#### THE PROBLEM:
Identify every line in the records below that contains the word "Down", and copy each of those lines.

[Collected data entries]
*****

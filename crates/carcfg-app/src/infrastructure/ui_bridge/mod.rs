//! UI command bridge: exposes the configurator to a front end.
//!
//! Every front end (the console in `main.rs`, or a webview shell) talks to
//! the application exclusively through the async command functions in this
//! module.  Each command takes the shared [`AppState`], does its work under
//! the state's locks, and answers with a JSON-serialisable DTO.
//!
//! # Data Transfer Objects (DTOs)
//!
//! The core crate's view models borrow from static catalogs and use newtype
//! ids.  DTOs are flat, owned structs (`ColorChoiceDto`, `PreviewDto`, ...)
//! that:
//!
//! - Contain only JSON-serialisable fields (`String`, `bool`, `f32`, ...)
//! - Are built from the view models with `From` impls, so the projection
//!   logic stays in `carcfg-core`.
//!
//! # `CommandResult<T>` wrapper
//!
//! All commands return `CommandResult<T>` rather than `Result<T, E>`.
//! This ensures every command response has the same shape:
//! `{ success: bool, data: T | null, error: string | null }`.
//!
//! # Lock order
//!
//! Commands that touch both the controller and the viewer lock the
//! controller first, copy the configuration out, release it, and only then
//! lock the viewer.

use std::sync::Arc;

use carcfg_core::{
    view::{AccessoryChoice, AccessorySelector, ColorChoice, ColorSelector, NavBar, PreviewPanel, PreviewSection},
    PageLocation, PointerEvent, ShareError, ACCESSORIES, COLORS,
};
use serde::{Deserialize, Serialize};
use tokio::sync::Mutex;

use crate::application::configure::{Configurator, ShareOutcome};
use crate::infrastructure::{
    clipboard::ClipboardWriter,
    render::{
        viewer::{CarViewer, ViewerSettings},
        SurfaceProvider, Viewport,
    },
    storage::{config::AppConfig, KeyValueStore},
};

// ── Shared application state ──────────────────────────────────────────────────

/// The adapters the application state is wired to.
pub struct Ports {
    pub store: Arc<dyn KeyValueStore>,
    pub clipboard: Arc<dyn ClipboardWriter>,
    pub surfaces: Arc<dyn SurfaceProvider>,
}

/// Application state shared between commands.
///
/// All fields are `Mutex<...>` (async Tokio mutex) because commands run in
/// an async context, and the viewer lock is held across the awaits that stop
/// and restart the render loop.
pub struct AppState {
    /// The root controller owning the configuration.
    pub configurator: Mutex<Configurator>,
    /// The 3D viewer showing the configuration.
    pub viewer: Mutex<CarViewer>,
}

impl AppState {
    /// Builds the application state from settings and adapters.
    ///
    /// # Errors
    ///
    /// Returns [`ShareError::Url`] if `config.app.base_url` is not an absolute URL.
    pub fn new(config: AppConfig, ports: Ports) -> Result<Arc<Self>, ShareError> {
        let location = PageLocation::parse(&config.app.base_url)?;
        let configurator = Configurator::new(
            location,
            config.storage.storage_key.clone(),
            ports.store,
            ports.clipboard,
        );
        let viewer = CarViewer::new(
            ports.surfaces,
            ViewerSettings {
                viewport: Viewport::new(config.viewer.width, config.viewer.height),
                frame_rate_hz: config.viewer.frame_rate_hz,
                rotation_sensitivity: config.viewer.rotation_sensitivity,
            },
        );

        Ok(Arc::new(Self {
            configurator: Mutex::new(configurator),
            viewer: Mutex::new(viewer),
        }))
    }
}

// ── Data Transfer Objects ─────────────────────────────────────────────────────

#[derive(Debug, Clone, Serialize, Deserialize, PartialEq)]
pub struct NavBarDto {
    pub logo: String,
    pub title: String,
    pub user_menu_icon: String,
}

impl From<&NavBar> for NavBarDto {
    fn from(n: &NavBar) -> Self {
        Self {
            logo: n.logo.to_string(),
            title: n.title.to_string(),
            user_menu_icon: n.user_menu_icon.to_string(),
        }
    }
}

#[derive(Debug, Clone, Serialize, Deserialize, PartialEq)]
pub struct ColorChoiceDto {
    pub id: String,
    pub name: String,
    pub hex: String,
    pub checked: bool,
}

impl From<&ColorChoice> for ColorChoiceDto {
    fn from(c: &ColorChoice) -> Self {
        Self {
            id: c.id.to_string(),
            name: c.name.to_string(),
            hex: c.hex.to_string(),
            checked: c.checked,
        }
    }
}

#[derive(Debug, Clone, Serialize, Deserialize, PartialEq)]
pub struct AccessoryChoiceDto {
    pub id: String,
    pub name: String,
    pub icon: String,
    pub checked: bool,
}

impl From<&AccessoryChoice> for AccessoryChoiceDto {
    fn from(a: &AccessoryChoice) -> Self {
        Self {
            id: a.id.to_string(),
            name: a.name.to_string(),
            icon: a.icon.to_string(),
            checked: a.checked,
        }
    }
}

#[derive(Debug, Clone, Serialize, Deserialize, PartialEq)]
pub struct PreviewSectionDto {
    pub color: String,
    pub accessories: Vec<String>,
    /// Accessory line as displayed, `"None"` when empty.
    pub accessories_label: String,
}

impl From<&PreviewSection> for PreviewSectionDto {
    fn from(s: &PreviewSection) -> Self {
        Self {
            color: s.color.clone(),
            accessories: s.accessories.clone(),
            accessories_label: s.accessories_label(),
        }
    }
}

#[derive(Debug, Clone, Serialize, Deserialize, PartialEq)]
pub struct PreviewDto {
    pub live: PreviewSectionDto,
    pub saved: Option<PreviewSectionDto>,
    /// The whole panel as plain text.
    pub text: String,
}

impl From<&PreviewPanel> for PreviewDto {
    fn from(p: &PreviewPanel) -> Self {
        Self {
            live: PreviewSectionDto::from(&p.live),
            saved: p.saved.as_ref().map(PreviewSectionDto::from),
            text: p.to_string(),
        }
    }
}

/// Result of a share.
#[derive(Debug, Clone, Serialize, Deserialize, PartialEq)]
pub struct ShareDto {
    pub url: String,
    pub copied: bool,
}

impl From<&ShareOutcome> for ShareDto {
    fn from(s: &ShareOutcome) -> Self {
        Self {
            url: s.url.clone(),
            copied: s.copied,
        }
    }
}

/// Everything a front end needs to draw the configurator page.
#[derive(Debug, Clone, Serialize, Deserialize, PartialEq)]
pub struct ConfiguratorViewDto {
    pub nav: NavBarDto,
    pub colors: Vec<ColorChoiceDto>,
    pub accessories: Vec<AccessoryChoiceDto>,
    pub preview: PreviewDto,
    pub last_share: Option<ShareDto>,
    /// Body yaw in radians while the viewer is mounted.
    pub body_yaw: Option<f32>,
}

/// A pointer event as sent by a front end.
#[derive(Debug, Clone, Copy, Serialize, Deserialize, PartialEq)]
#[serde(tag = "type", rename_all = "lowercase")]
pub enum PointerEventDto {
    Down { x: f32 },
    Move { x: f32 },
    Up,
    Leave,
}

impl From<PointerEventDto> for PointerEvent {
    fn from(dto: PointerEventDto) -> Self {
        match dto {
            PointerEventDto::Down { x } => PointerEvent::Down { x },
            PointerEventDto::Move { x } => PointerEvent::Move { x },
            PointerEventDto::Up => PointerEvent::Up,
            PointerEventDto::Leave => PointerEvent::Leave,
        }
    }
}

/// Unified response wrapper used by all commands.
#[derive(Debug, Serialize, Deserialize)]
pub struct CommandResult<T: Serialize> {
    pub success: bool,
    pub data: Option<T>,
    pub error: Option<String>,
}

impl<T: Serialize> CommandResult<T> {
    pub fn ok(data: T) -> Self {
        Self {
            success: true,
            data: Some(data),
            error: None,
        }
    }
    pub fn err(msg: impl Into<String>) -> Self {
        Self {
            success: false,
            data: None,
            error: Some(msg.into()),
        }
    }
}

// ── Helpers ───────────────────────────────────────────────────────────────────

async fn build_view(state: &AppState) -> ConfiguratorViewDto {
    let (current, preview, last_share) = {
        let configurator = state.configurator.lock().await;
        let current = configurator.current().clone();
        let preview = PreviewPanel::project(&current, configurator.saved());
        let last_share = configurator.last_share().map(ShareDto::from);
        (current, preview, last_share)
    };
    let body_yaw = state.viewer.lock().await.body_yaw().await;

    ConfiguratorViewDto {
        nav: NavBarDto::from(&NavBar::new()),
        colors: ColorSelector::new(&COLORS)
            .choices(&current.color)
            .iter()
            .map(ColorChoiceDto::from)
            .collect(),
        accessories: AccessorySelector::new(&ACCESSORIES)
            .choices(&current.accessories)
            .iter()
            .map(AccessoryChoiceDto::from)
            .collect(),
        preview: PreviewDto::from(&preview),
        last_share,
        body_yaw,
    }
}

/// Pushes the controller's configuration to the viewer if it is mounted.
async fn sync_viewer(state: &AppState) -> Result<(), String> {
    let current = state.configurator.lock().await.current().clone();
    let mut viewer = state.viewer.lock().await;
    if viewer.is_mounted() {
        viewer.reconfigure(&current).await.map_err(|e| e.to_string())?;
    }
    Ok(())
}

async fn view_after_change(state: &AppState) -> CommandResult<ConfiguratorViewDto> {
    if let Err(e) = sync_viewer(state).await {
        return CommandResult::err(format!("viewer rebuild failed: {e}"));
    }
    CommandResult::ok(build_view(state).await)
}

// ── Commands ──────────────────────────────────────────────────────────────────

/// Returns the full page view.
pub async fn get_view(state: Arc<AppState>) -> CommandResult<ConfiguratorViewDto> {
    CommandResult::ok(build_view(&state).await)
}

/// Mounts the viewer on the current configuration.
pub async fn mount_viewer(state: Arc<AppState>) -> CommandResult<()> {
    let current = state.configurator.lock().await.current().clone();
    match state.viewer.lock().await.mount(&current).await {
        Ok(()) => CommandResult::ok(()),
        Err(e) => CommandResult::err(e.to_string()),
    }
}

/// Stops rendering and releases the viewer's surface.
pub async fn unmount_viewer(state: Arc<AppState>) -> CommandResult<()> {
    state.viewer.lock().await.unmount().await;
    CommandResult::ok(())
}

/// Selects a paint color.
///
/// The id must name a control of the color selector.
pub async fn select_color(state: Arc<AppState>, id: String) -> CommandResult<ConfiguratorViewDto> {
    let Some(event) = ColorSelector::new(&COLORS).activate(id.trim()) else {
        return CommandResult::err(format!("no color '{id}' in the catalog"));
    };
    state.configurator.lock().await.apply(event);
    view_after_change(&state).await
}

/// Adds or removes an accessory.
///
/// The id must name a checkbox of the accessory selector.
pub async fn toggle_accessory(
    state: Arc<AppState>,
    id: String,
) -> CommandResult<ConfiguratorViewDto> {
    let Some(event) = AccessorySelector::new(&ACCESSORIES).activate(id.trim()) else {
        return CommandResult::err(format!("no accessory '{id}' in the catalog"));
    };
    state.configurator.lock().await.apply(event);
    view_after_change(&state).await
}

/// Saves the current configuration to the durable store.
pub async fn save_configuration(state: Arc<AppState>) -> CommandResult<ConfiguratorViewDto> {
    if let Err(e) = state.configurator.lock().await.save() {
        return CommandResult::err(format!("failed to save configuration: {e}"));
    }
    CommandResult::ok(build_view(&state).await)
}

/// Reads the stored configuration into the saved snapshot.
///
/// `data` is `true` if a stored configuration was found.
pub async fn load_saved_configuration(state: Arc<AppState>) -> CommandResult<bool> {
    match state.configurator.lock().await.load_saved() {
        Ok(found) => CommandResult::ok(found),
        Err(e) => CommandResult::err(format!("failed to load configuration: {e}")),
    }
}

/// Creates a share link and tries to copy it to the clipboard.
pub async fn share_configuration(state: Arc<AppState>) -> CommandResult<ShareDto> {
    match state.configurator.lock().await.share().await {
        Ok(outcome) => CommandResult::ok(ShareDto::from(&outcome)),
        Err(e) => CommandResult::err(format!("failed to share configuration: {e}")),
    }
}

/// Feeds a pointer event to the viewer; returns the body yaw in radians.
pub async fn pointer_event(state: Arc<AppState>, event: PointerEventDto) -> CommandResult<f32> {
    match state.viewer.lock().await.pointer(event.into()).await {
        Ok(yaw) => CommandResult::ok(yaw),
        Err(e) => CommandResult::err(e.to_string()),
    }
}

/// Restores the configuration encoded in a share URL.
///
/// `data` is `true` if a configuration was restored.  An unusable URL is not
/// an error; it simply restores nothing.
pub async fn restore_from_url(state: Arc<AppState>, url: String) -> CommandResult<bool> {
    let restored = state.configurator.lock().await.restore_from_url(&url);
    if restored {
        if let Err(e) = sync_viewer(&state).await {
            return CommandResult::err(format!("viewer rebuild failed: {e}"));
        }
    }
    CommandResult::ok(restored)
}

// ── Tests ─────────────────────────────────────────────────────────────────────
use itertools::Itertools;
use serde::Deserialize;

use crate::action::Action;
use crate::execution_plan::{Applied, ExecutionReport, RunContext};
use crate::polkadots_error::CatError;

/// Concatenate repository files into one destination file, in the given
/// order, overwriting whatever was there. Useful for programs that want a
/// single rc file assembled from fragments.
#[derive(Debug, Clone, Deserialize)]
pub struct CatAction {
    pub sources: Vec<String>,
    pub destination: String,
}

impl CatAction {
    fn concatenate(&self, ctx: &RunContext) -> Result<Applied, CatError> {
        let destination = ctx.repo.resolve(&self.destination);
        let mut combined = Vec::new();
        for source in &self.sources {
            let path = ctx.repo.resolve(source);
            if !path.is_file() {
                return Err(CatError::SourceNotFound(path));
            }
            let content = std::fs::read(&path).map_err(|e| CatError::Io(path, e))?;
            combined.extend(content);
        }
        std::fs::write(&destination, combined).map_err(|e| CatError::Io(destination, e))?;
        Ok(Applied::Written)
    }
}

impl Action for CatAction {
    fn short_description(&self) -> String {
        format!(
            "Cat {} -> {}",
            self.sources.iter().join(", "),
            self.destination
        )
    }

    fn execute(&self, ctx: &RunContext, report: &mut ExecutionReport) {
        let outcome = self.concatenate(ctx).map_err(Into::into);
        report.record(self.short_description(), outcome);
    }
}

*****

#### WRITTEN ANSWER:
    Down { x: f32 },
            PointerEventDto::Down { x } => PointerEvent::Down { x },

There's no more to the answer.